Marbling — ebru — is an art indebted to water. You float pigment on its surface, comb it open, and lift the pattern onto paper. In Kıvam you stand at the bench of an early-18th-century Istanbul master, where the word kıvam names the exact consistency paint must reach before it will float. Each tray is a decision; each lift, an act that cannot be undone.
This is the moment marbling turned from the abstract battal tradition toward a floral, figurative language — a turn that still carries its maker's name: hatip ebrusu, the preacher's marbling. You work in the wake of Hatip Mehmed Efendi, one quiet sheet at a time.
The Craft
Four tools — drop, stylus, comb, and broadcast — and a rack of pigments you mix at your own rhythm. There is no undo and no single correct result; only the pattern that forms under your hands, this once.
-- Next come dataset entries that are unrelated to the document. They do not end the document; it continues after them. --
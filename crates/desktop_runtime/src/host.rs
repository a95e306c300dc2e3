//! Host-side runtime helpers for executing reducer effects and querying browser environment state.
//!
//! Reducer semantics stay pure; everything that touches the document (pointer listeners, focus,
//! fullscreen, navigation, timers) runs here behind the injected [`HostServices`] bundle.

mod boot;
mod host_ui;
mod pointer;

use std::{cell::RefCell, rc::Rc};

use leptos::{logging, Callback};
use platform_host::{
    CapabilityStatus, ExternalUrlService, FullscreenService, HostCapabilities, HostServices,
    HostStrategy,
};

use crate::{
    model::WindowKind,
    reducer::{DesktopAction, RuntimeEffect},
    runtime_context::DesktopRuntimeContext,
    viewport::Viewport,
};

#[derive(Clone)]
/// Host service bundle for desktop runtime side effects.
pub struct DesktopHostContext {
    external_urls: Rc<dyn ExternalUrlService>,
    fullscreen: Rc<dyn FullscreenService>,
    capabilities: HostCapabilities,
    host_strategy: HostStrategy,
    pointer_listeners: Rc<RefCell<pointer::PointerListeners>>,
}

impl DesktopHostContext {
    /// Wraps the entry layer's service bundle.
    pub fn new(services: HostServices) -> Self {
        Self {
            external_urls: services.external_urls,
            fullscreen: services.fullscreen,
            capabilities: services.capabilities,
            host_strategy: services.host_strategy,
            pointer_listeners: Rc::default(),
        }
    }

    /// Returns the configured external URL service.
    pub fn external_url_service(&self) -> Rc<dyn ExternalUrlService> {
        self.external_urls.clone()
    }

    /// Returns the configured fullscreen service.
    pub fn fullscreen_service(&self) -> Rc<dyn FullscreenService> {
        self.fullscreen.clone()
    }

    /// Returns the stable name of the selected host strategy.
    pub fn host_strategy_name(&self) -> &'static str {
        self.host_strategy.as_str()
    }

    /// Dispatches the boot action and wires viewport and fullscreen change listeners.
    pub fn install_boot(&self, dispatch: Callback<DesktopAction>) {
        boot::install_boot(self.clone(), dispatch);
    }

    /// Executes a single [`RuntimeEffect`] emitted by the reducer.
    pub fn run_runtime_effect(&self, runtime: DesktopRuntimeContext, effect: RuntimeEffect) {
        if let Some(capability) = missing_capability(self.capabilities, &effect) {
            logging::debug_warn!(
                "{capability} unavailable on the {} host; dropping {effect:?}",
                self.host_strategy_name()
            );
            return;
        }
        match effect {
            RuntimeEffect::AttachPointerListeners(kind) => {
                pointer::attach(&self.pointer_listeners, runtime, kind);
            }
            RuntimeEffect::DetachPointerListeners(kind) => {
                pointer::detach(&self.pointer_listeners, kind);
            }
            RuntimeEffect::EnableTransitionsNextTick(kind) => {
                host_ui::enable_transitions_next_tick(runtime, kind);
            }
            RuntimeEffect::FocusWindowInput(kind) => self.focus_window_input(kind),
            RuntimeEffect::RequestFullscreen => host_ui::request_fullscreen(self.clone()),
            RuntimeEffect::ExitFullscreen => host_ui::exit_fullscreen(self.clone()),
            RuntimeEffect::OpenExternalUrl { url, target } => {
                host_ui::open_external_url(self.clone(), url, target.as_str());
            }
        }
    }

    /// Moves keyboard focus into the window's primary input, if it has one.
    pub fn focus_window_input(&self, kind: WindowKind) {
        host_ui::focus_window_input(kind);
    }

    /// Returns the current display dimensions.
    pub fn viewport(&self) -> Viewport {
        host_ui::current_viewport()
    }
}

/// Names the capability `effect` needs when the host cannot provide it.
fn missing_capability(
    capabilities: HostCapabilities,
    effect: &RuntimeEffect,
) -> Option<&'static str> {
    match effect {
        RuntimeEffect::RequestFullscreen | RuntimeEffect::ExitFullscreen
            if capabilities.fullscreen == CapabilityStatus::Unavailable =>
        {
            Some("fullscreen")
        }
        RuntimeEffect::OpenExternalUrl { .. }
            if capabilities.external_urls == CapabilityStatus::Unavailable =>
        {
            Some("external urls")
        }
        _ => None,
    }
}

#[cfg(test)]
mod tests {
    use pretty_assertions::assert_eq;
    use system_shell_contract::UrlTarget;

    use super::*;

    #[test]
    fn stub_host_drops_fullscreen_and_url_effects() {
        let stub = HostCapabilities::stub();
        assert_eq!(
            missing_capability(stub, &RuntimeEffect::RequestFullscreen),
            Some("fullscreen")
        );
        assert_eq!(
            missing_capability(
                stub,
                &RuntimeEffect::OpenExternalUrl {
                    url: "https://example.dev".to_string(),
                    target: UrlTarget::NewTab,
                }
            ),
            Some("external urls")
        );
        assert_eq!(
            missing_capability(stub, &RuntimeEffect::FocusWindowInput(WindowKind::Terminal)),
            None
        );
    }

    #[test]
    fn browser_host_runs_every_effect() {
        let browser = HostCapabilities::browser();
        assert_eq!(missing_capability(browser, &RuntimeEffect::RequestFullscreen), None);
        assert_eq!(missing_capability(browser, &RuntimeEffect::ExitFullscreen), None);
    }
}
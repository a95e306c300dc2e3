//! Runtime provider and context wiring for the desktop shell.
//!
//! This module owns the long-lived reducer container, the runtime effect queue, and host
//! bootstrap wiring. UI composition stays in [`crate::components`].

use leptos::*;
use platform_host::HostServices;

use crate::{
    catalog::DesktopCatalog,
    effect_executor,
    host::DesktopHostContext,
    interaction::InteractionState,
    reducer::{reduce_desktop, DesktopAction, DesktopState, RuntimeEffect},
};

#[derive(Clone, Copy)]
/// Leptos context for reading desktop runtime state and dispatching [`DesktopAction`] values.
pub struct DesktopRuntimeContext {
    /// Host service bundle for executing runtime side effects and environment queries.
    pub host: StoredValue<DesktopHostContext>,
    /// Reactive desktop state signal.
    pub state: RwSignal<DesktopState>,
    /// Reactive pointer/drag/resize interaction state signal.
    pub interaction: RwSignal<InteractionState>,
    /// Queue of runtime effects emitted by the reducer and processed by the host.
    pub effects: RwSignal<Vec<RuntimeEffect>>,
    /// Reducer dispatch callback.
    pub dispatch: Callback<DesktopAction>,
}

impl DesktopRuntimeContext {
    /// Dispatches a reducer action through the runtime context callback.
    pub fn dispatch_action(&self, action: DesktopAction) {
        self.dispatch.call(action);
    }
}

fn install_runtime_orchestration(runtime: DesktopRuntimeContext) {
    effect_executor::install(runtime);
    runtime.host.get_value().install_boot(runtime.dispatch);
}

#[component]
/// Provides [`DesktopRuntimeContext`] to descendant components and boots the desktop layout.
pub fn DesktopProvider(
    /// Injected host bundle assembled by the entry layer.
    host_services: HostServices,
    children: Children,
) -> impl IntoView {
    let host = DesktopHostContext::new(host_services);
    let initial = DesktopState::new(DesktopCatalog::load(), host.viewport());
    let host = store_value(host);
    let state = create_rw_signal(initial);
    let interaction = create_rw_signal(InteractionState::default());
    let effects = create_rw_signal(Vec::<RuntimeEffect>::new());

    let dispatch = Callback::new(move |action: DesktopAction| {
        let mut desktop = state.get_untracked();
        let mut ui = interaction.get_untracked();
        let previous_desktop = desktop.clone();
        let previous_ui = ui.clone();

        match reduce_desktop(&mut desktop, &mut ui, action) {
            Ok(new_effects) => {
                if desktop != previous_desktop {
                    state.set(desktop);
                }
                if ui != previous_ui {
                    interaction.set(ui);
                }
                if !new_effects.is_empty() {
                    let mut queue = effects.get_untracked();
                    queue.extend(new_effects);
                    effects.set(queue);
                }
            }
            Err(err) => logging::warn!("desktop reducer error: {err}"),
        }
    });

    let runtime = DesktopRuntimeContext {
        host,
        state,
        interaction,
        effects,
        dispatch,
    };

    provide_context(runtime);

    install_runtime_orchestration(runtime);

    children().into_view()
}

/// Returns the current [`DesktopRuntimeContext`].
///
/// # Panics
///
/// Panics if called outside [`DesktopProvider`].
pub fn use_desktop_runtime() -> DesktopRuntimeContext {
    use_context::<DesktopRuntimeContext>().expect("DesktopRuntimeContext not provided")
}
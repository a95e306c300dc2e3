use std::time::Duration;

use leptos::{logging, set_timeout, spawn_local, Callable};
#[cfg(target_arch = "wasm32")]
use wasm_bindgen::JsCast;

use crate::{
    host::DesktopHostContext,
    model::WindowKind,
    reducer::DesktopAction,
    runtime_context::DesktopRuntimeContext,
    viewport::Viewport,
};

pub(super) fn focus_window_input(kind: WindowKind) {
    let Some(dom_id) = kind.primary_input_dom_id() else {
        return;
    };
    // Wait for the window body to mount before looking the input up.
    set_timeout(
        move || {
            #[cfg(target_arch = "wasm32")]
            {
                let Some(element) = web_sys::window()
                    .and_then(|window| window.document())
                    .and_then(|document| document.get_element_by_id(dom_id))
                else {
                    return;
                };
                if let Ok(element) = element.dyn_into::<web_sys::HtmlElement>() {
                    let _ = element.focus();
                }
            }
            #[cfg(not(target_arch = "wasm32"))]
            let _ = dom_id;
        },
        Duration::ZERO,
    );
}

pub(super) fn enable_transitions_next_tick(runtime: DesktopRuntimeContext, kind: WindowKind) {
    set_timeout(
        move || {
            runtime
                .dispatch
                .call(DesktopAction::EnableTransitions { kind })
        },
        Duration::ZERO,
    );
}

pub(super) fn open_external_url(host: DesktopHostContext, url: String, target: &'static str) {
    spawn_local(async move {
        if let Err(err) = host.external_url_service().open_url(&url, target).await {
            logging::warn!("open external url failed for `{url}`: {err}");
        }
    });
}

pub(super) fn request_fullscreen(host: DesktopHostContext) {
    spawn_local(async move {
        if let Err(err) = host.fullscreen_service().request_fullscreen().await {
            logging::debug_warn!("fullscreen request refused: {err}");
        }
    });
}

pub(super) fn exit_fullscreen(host: DesktopHostContext) {
    spawn_local(async move {
        if let Err(err) = host.fullscreen_service().exit_fullscreen().await {
            logging::debug_warn!("fullscreen exit refused: {err}");
        }
    });
}

pub(super) fn current_viewport() -> Viewport {
    #[cfg(target_arch = "wasm32")]
    {
        if let Some(window) = web_sys::window() {
            let default = Viewport::default();
            let width = window
                .inner_width()
                .ok()
                .and_then(|value| value.as_f64())
                .map(|value| value as i32)
                .unwrap_or(default.width);
            let height = window
                .inner_height()
                .ok()
                .and_then(|value| value.as_f64())
                .map(|value| value as i32)
                .unwrap_or(default.height);
            return Viewport::new(width, height);
        }
    }

    Viewport::default()
}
Three Ways to Work the Water
Story — Take commissions at the master's bench. Match each ferman, lift the sheet, and deliver it for a harmony score that carries your standing from apprentice toward master — with the ever-present risk that the paint loses its kıvam.
Free Tray — Every pigment open. No commission, no score, no failure. Pure making.
The Daily Tray — One shared tray each day, paired with the day's haiku. The same water sets the same terms for everyone; once that day's sheet is lifted, it will not open again. A gentle score, never pressure.
Every Pattern Is Yours
No two trays resolve the same way. Keep what you lift in your album and watch a quiet body of work gather — a record of mornings spent over the water.
Kıvam is not a production line but a workbench. It doesn't speed up and it won't hurry you. Whatever you lift from the water is yours — and it will never come again exactly the same.